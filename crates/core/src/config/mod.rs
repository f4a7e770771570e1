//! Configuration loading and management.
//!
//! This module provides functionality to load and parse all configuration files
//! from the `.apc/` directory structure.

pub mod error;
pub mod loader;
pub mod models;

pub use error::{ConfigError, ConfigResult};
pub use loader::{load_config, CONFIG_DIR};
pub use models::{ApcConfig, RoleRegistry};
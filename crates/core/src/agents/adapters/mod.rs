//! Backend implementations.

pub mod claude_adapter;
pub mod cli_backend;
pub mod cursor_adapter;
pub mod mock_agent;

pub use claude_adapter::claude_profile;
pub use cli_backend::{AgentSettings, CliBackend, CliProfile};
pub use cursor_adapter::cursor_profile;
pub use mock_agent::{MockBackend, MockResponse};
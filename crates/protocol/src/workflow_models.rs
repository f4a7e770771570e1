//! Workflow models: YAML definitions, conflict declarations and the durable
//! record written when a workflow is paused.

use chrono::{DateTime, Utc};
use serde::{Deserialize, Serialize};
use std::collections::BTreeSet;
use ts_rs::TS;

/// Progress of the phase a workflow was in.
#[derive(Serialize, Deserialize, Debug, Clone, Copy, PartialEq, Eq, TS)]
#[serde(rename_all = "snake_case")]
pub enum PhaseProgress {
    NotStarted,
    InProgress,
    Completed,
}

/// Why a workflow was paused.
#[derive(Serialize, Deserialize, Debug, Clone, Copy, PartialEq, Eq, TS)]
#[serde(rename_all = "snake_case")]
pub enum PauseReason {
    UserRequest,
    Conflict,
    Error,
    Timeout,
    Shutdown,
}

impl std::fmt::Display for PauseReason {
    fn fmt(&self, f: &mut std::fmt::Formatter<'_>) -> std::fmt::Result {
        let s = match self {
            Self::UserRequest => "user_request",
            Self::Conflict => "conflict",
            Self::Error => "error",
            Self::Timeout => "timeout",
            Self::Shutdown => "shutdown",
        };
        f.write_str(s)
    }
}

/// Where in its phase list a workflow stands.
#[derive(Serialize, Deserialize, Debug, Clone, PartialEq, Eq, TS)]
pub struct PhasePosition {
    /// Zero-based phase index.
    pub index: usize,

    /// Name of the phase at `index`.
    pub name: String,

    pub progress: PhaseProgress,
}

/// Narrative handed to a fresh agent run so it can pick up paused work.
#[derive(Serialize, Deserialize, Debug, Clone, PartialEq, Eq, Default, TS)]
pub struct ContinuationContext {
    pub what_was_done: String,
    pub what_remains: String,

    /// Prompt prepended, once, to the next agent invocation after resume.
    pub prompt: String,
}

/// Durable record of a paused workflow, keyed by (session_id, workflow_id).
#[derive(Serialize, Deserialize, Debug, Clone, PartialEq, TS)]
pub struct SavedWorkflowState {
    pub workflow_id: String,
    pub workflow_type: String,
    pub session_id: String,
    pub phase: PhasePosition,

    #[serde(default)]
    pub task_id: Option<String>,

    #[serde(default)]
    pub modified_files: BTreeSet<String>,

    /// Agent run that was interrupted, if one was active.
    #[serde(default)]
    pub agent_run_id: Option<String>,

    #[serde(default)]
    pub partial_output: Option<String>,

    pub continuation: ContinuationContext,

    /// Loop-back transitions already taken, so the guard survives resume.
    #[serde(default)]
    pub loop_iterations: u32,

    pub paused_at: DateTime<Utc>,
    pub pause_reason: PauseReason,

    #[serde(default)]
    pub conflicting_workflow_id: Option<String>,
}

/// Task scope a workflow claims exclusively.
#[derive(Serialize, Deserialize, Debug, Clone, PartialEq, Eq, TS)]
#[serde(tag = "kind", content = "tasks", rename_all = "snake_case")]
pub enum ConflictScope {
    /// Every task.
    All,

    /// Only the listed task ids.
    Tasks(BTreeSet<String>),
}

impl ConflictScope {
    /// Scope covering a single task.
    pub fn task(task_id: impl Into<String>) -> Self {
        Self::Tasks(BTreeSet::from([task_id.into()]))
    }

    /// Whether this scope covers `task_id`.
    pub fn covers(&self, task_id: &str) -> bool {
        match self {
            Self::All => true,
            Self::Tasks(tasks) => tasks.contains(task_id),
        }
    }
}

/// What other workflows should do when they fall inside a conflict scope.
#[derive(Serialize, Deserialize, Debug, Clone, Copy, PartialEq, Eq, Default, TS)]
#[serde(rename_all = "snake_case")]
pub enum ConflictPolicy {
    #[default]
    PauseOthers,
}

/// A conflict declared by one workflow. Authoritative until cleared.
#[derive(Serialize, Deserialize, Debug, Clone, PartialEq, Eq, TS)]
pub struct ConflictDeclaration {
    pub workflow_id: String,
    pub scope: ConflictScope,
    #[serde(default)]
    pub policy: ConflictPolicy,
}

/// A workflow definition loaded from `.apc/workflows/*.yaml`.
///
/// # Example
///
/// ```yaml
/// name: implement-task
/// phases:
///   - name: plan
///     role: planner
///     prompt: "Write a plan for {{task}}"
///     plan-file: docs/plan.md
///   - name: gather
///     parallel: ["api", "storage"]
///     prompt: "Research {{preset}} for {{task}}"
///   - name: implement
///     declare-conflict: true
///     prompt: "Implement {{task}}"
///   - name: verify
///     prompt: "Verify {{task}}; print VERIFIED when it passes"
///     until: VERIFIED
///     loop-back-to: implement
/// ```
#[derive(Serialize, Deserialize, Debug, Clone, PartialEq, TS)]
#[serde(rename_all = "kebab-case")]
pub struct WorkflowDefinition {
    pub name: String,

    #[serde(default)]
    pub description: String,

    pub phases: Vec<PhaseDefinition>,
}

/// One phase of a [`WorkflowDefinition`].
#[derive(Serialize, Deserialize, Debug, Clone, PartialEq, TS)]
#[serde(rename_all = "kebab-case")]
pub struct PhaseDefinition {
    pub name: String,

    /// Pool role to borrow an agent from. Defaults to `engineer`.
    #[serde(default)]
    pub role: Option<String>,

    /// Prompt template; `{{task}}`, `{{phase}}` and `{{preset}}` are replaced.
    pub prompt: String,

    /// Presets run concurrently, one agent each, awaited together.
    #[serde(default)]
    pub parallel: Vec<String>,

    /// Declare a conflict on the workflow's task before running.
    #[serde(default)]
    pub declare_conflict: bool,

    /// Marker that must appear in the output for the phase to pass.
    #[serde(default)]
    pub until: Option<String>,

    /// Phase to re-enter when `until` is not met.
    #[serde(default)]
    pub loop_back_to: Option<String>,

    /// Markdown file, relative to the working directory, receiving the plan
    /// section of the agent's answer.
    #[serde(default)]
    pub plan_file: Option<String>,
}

================================

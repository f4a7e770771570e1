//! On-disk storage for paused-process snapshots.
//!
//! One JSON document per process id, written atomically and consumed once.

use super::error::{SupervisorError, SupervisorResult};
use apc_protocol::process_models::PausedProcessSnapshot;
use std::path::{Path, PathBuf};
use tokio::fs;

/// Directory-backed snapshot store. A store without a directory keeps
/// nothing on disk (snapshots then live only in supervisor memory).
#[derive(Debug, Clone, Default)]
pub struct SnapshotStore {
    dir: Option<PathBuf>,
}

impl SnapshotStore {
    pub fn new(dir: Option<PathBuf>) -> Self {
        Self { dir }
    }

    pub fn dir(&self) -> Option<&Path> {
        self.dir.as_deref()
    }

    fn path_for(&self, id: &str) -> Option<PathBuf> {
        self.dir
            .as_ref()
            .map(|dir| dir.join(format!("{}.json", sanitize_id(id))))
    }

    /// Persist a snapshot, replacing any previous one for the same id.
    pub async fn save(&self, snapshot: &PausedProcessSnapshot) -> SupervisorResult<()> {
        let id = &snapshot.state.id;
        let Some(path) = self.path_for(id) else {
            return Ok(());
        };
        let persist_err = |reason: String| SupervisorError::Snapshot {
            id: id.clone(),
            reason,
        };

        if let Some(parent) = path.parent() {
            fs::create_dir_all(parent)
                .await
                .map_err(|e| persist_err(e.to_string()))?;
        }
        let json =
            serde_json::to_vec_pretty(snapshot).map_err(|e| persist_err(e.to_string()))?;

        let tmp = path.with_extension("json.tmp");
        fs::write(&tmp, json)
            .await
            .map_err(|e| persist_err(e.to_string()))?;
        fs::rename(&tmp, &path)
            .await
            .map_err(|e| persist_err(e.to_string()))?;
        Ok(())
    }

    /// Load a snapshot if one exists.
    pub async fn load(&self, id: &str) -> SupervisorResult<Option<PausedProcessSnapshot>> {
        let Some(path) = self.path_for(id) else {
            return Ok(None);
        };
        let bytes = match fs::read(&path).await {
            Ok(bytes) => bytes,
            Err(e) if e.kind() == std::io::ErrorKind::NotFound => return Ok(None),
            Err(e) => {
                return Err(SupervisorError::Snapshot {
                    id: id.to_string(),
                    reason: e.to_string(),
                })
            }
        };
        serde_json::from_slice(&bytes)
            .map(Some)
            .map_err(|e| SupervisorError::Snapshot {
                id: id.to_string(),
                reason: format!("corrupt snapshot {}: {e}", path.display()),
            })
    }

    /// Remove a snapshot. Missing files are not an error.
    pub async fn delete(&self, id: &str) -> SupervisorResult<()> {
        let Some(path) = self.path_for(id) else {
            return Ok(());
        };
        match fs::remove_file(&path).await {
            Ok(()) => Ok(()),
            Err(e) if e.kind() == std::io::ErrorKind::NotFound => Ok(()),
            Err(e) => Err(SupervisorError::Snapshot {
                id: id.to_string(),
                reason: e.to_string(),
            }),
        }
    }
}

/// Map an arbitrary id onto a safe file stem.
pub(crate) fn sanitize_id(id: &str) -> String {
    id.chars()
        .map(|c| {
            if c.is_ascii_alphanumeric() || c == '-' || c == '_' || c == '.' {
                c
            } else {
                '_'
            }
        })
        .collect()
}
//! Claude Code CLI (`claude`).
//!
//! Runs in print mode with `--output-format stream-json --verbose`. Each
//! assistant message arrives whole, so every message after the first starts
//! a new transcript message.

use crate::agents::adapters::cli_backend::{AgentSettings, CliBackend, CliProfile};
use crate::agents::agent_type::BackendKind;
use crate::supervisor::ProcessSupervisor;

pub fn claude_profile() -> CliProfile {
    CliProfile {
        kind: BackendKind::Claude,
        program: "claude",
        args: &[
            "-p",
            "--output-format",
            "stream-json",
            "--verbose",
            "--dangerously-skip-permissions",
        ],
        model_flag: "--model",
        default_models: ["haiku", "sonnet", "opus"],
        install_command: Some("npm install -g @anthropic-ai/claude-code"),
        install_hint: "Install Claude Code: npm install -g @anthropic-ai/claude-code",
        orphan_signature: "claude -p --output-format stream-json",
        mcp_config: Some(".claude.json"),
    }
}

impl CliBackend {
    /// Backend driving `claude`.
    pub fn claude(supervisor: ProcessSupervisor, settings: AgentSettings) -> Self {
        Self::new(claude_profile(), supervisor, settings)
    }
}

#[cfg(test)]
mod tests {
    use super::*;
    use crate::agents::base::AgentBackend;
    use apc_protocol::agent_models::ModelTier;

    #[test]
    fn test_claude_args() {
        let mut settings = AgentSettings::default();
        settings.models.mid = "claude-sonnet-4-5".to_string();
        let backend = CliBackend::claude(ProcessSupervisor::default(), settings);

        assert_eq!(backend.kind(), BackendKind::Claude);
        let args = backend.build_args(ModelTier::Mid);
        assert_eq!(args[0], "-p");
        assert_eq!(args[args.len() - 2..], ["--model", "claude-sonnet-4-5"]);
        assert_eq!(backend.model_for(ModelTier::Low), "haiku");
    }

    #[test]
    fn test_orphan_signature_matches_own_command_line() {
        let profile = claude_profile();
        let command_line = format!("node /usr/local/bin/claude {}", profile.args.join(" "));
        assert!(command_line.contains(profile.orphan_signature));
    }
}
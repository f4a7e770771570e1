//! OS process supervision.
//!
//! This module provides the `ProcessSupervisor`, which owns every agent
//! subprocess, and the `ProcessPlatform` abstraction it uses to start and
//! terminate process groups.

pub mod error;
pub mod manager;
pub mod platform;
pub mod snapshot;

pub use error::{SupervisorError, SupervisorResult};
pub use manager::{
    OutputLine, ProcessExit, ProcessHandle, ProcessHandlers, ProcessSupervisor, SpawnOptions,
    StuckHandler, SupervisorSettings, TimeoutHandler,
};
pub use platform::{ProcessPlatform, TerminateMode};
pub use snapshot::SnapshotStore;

================================

ASSIGNMENT:
From the records above, copy out the line with "filename crates/core/src/config/mod.rs", the line with "use ts_rs::TS;", and every line between them, word for word.

SOLUTION:
filename crates/core/src/config/mod.rs
repository f4a7e770771570e1
//! Configuration loading and management.
//!
//! This module provides functionality to load and parse all configuration files
//! from the `.apc/` directory structure.

pub mod error;
pub mod loader;
pub mod models;

pub use error::{ConfigError, ConfigResult};
pub use loader::{load_config, CONFIG_DIR};
pub use models::{ApcConfig, RoleRegistry};
filename crates/core/src/agents/adapters/mod.rs
//! Backend implementations.

pub mod claude_adapter;
pub mod cli_backend;
pub mod cursor_adapter;
pub mod mock_agent;

pub use claude_adapter::claude_profile;
pub use cli_backend::{AgentSettings, CliBackend, CliProfile};
pub use cursor_adapter::cursor_profile;
pub use mock_agent::{MockBackend, MockResponse};
filename crates/protocol/src/workflow_models.rs
repository f4a7e770771570e1
//! Workflow models: YAML definitions, conflict declarations and the durable
//! record written when a workflow is paused.

use chrono::{DateTime, Utc};
use serde::{Deserialize, Serialize};
use std::collections::BTreeSet;
use ts_rs::TS;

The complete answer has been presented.